Mr. JOHN NGUM LANG NGUM: My name is John Ngum Lang Ngum. I'm a freedom fighter. You know, I feel now happy, because we are finally liberated from the Arab rule. Now I'm happy that I'm seeing our flag for freedom waving in the air.
(Soundbite of singing children)
QUIST-ARCTON: Schoolchildren were singing at the parade ground in a mood of excitement and expectation. And this is despite the monumental hurdles an independent, oil-rich South Sudan still confronts. They need to build roads, homes, hospitals and schools, as well as tap the new nation's agricultural and oil wealth, while maintaining neighborly and peaceful relations with the northern half of the country. This follows an overwhelming yes-vote in January's referendum on independence.
Mr. BARNABA MARIAL BENJAMIN (Information Minister, South Sudan): You can see we are sitting at the heart of this continent, where the actually - the virgin resources they have not been exploited. So it needs peace.
QUIST-ARCTON: Barnaba Marial Benjamin, South Sudan's information minister, says after years of conflict, often poisonous relations with the North must be kept cordial.
Mr. BENJAMIN: Destabilizing each other is not in the interests of the two nations.
QUIST-ARCTON: Most of Sudan's oil reserves are found in the South, but the crude is exported via pipelines in the North. And the two independent states must come to a wealth-sharing agreement. Meanwhile, there has been renewed fighting in the disputed oil-producing region of Abyei, a flashpoint which lies between the North-South border.
Tens of thousands of Southern Sudanese who've lived in exile or were refugees in camps in Northern Sudan are returning to celebrate their hard-won independence.
Hopes are high, says Agyedho Adwok Nyaba.

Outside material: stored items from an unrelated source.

/// A cell the agent can pick resources from.
#[derive(Debug, Clone, Copy, PartialEq, Eq, Serialize, Deserialize)]
pub struct ResourceCell {
    pub position: Coord,
    pub quantity: u32,
}

/// Static configuration parameterizing the legal transitions.
#[derive(Debug, Clone, PartialEq, Serialize, Deserialize)]
pub struct RuleCatalog {
    pub board_width: usize,
    pub board_height: usize,
    /// Starting cell of the agent
    pub start: Coord,
    pub delivery_zone: Coord,
    pub filling_station: Coord,
    #[serde(default = "defaults::max_satiety")]
    pub max_satiety: f64,
    #[serde(default = "defaults::max_time")]
    pub max_time: f64,
    #[serde(default = "defaults::hunger_weight")]
    pub hunger_weight: f64,
    #[serde(default = "defaults::time_weight")]
    pub time_weight: f64,
    #[serde(default = "defaults::progress_weight")]
    pub progress_weight: f64,
    /// Blend between the station preference and the delivery preference
    #[serde(default = "defaults::eat_vs_unload")]
    pub eat_vs_unload_preference: f64,
    /// Probability mass reserved for preferred directions
    #[serde(default = "defaults::eat_and_unload_vs_rest")]
    pub eat_and_unload_vs_rest_preference: f64,
    /// Satiety regained by one refuel action, capped at `max_satiety`
    #[serde(default = "defaults::refuel_amount")]
    pub refuel_amount: f64,
    #[serde(default)]
    pub log_cells: Vec<ResourceCell>,
    #[serde(default)]
    pub stone_cells: Vec<ResourceCell>,
    #[serde(default)]
    pub targets: DeliveryTargets,
    /// Enables fast-pace movement
    #[serde(default)]
    pub fast_pace: bool,
    #[serde(default)]
    pub final_delivery_gate: FinalDeliveryGate,
    /// Upper bound on generated states, `None` for unbounded
    #[serde(default)]
    pub max_states: Option<usize>,
}

mod defaults {
    pub fn max_satiety() -> f64 {
        20.0
    }
    pub fn max_time() -> f64 {
        60.0
    }
    pub fn hunger_weight() -> f64 {
        0.2
    }
    pub fn time_weight() -> f64 {
        0.1
    }
    pub fn progress_weight() -> f64 {
        5.0
    }
    pub fn eat_vs_unload() -> f64 {
        0.8
    }
    pub fn eat_and_unload_vs_rest() -> f64 {
        0.7
    }
    pub fn refuel_amount() -> f64 {
        5.0
    }
}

Ms. AGYEDHO ADWOK NYABA: Coming back home, it was just a pulling. I knew I had to go back home and contribute. Home that I didn't know but I wanted to be there, to be part of this next page.
(Soundbite of drumming)
QUIST-ARCTON: Across town, at St Theresa's Roman Catholic Cathedral, children recite a prayer-poem for South Sudan.
Unidentified Child: God Bless the Republic of South Sudan. Bless us for the Republic of Sudan.
QUIST-ARCTON: The words of the prayer stress that the two separate states should be partners in the future. But there seems little trepidation here in South Sudan about life without the North.
Ofeibea Quist-Arcton, NPR News, Juba.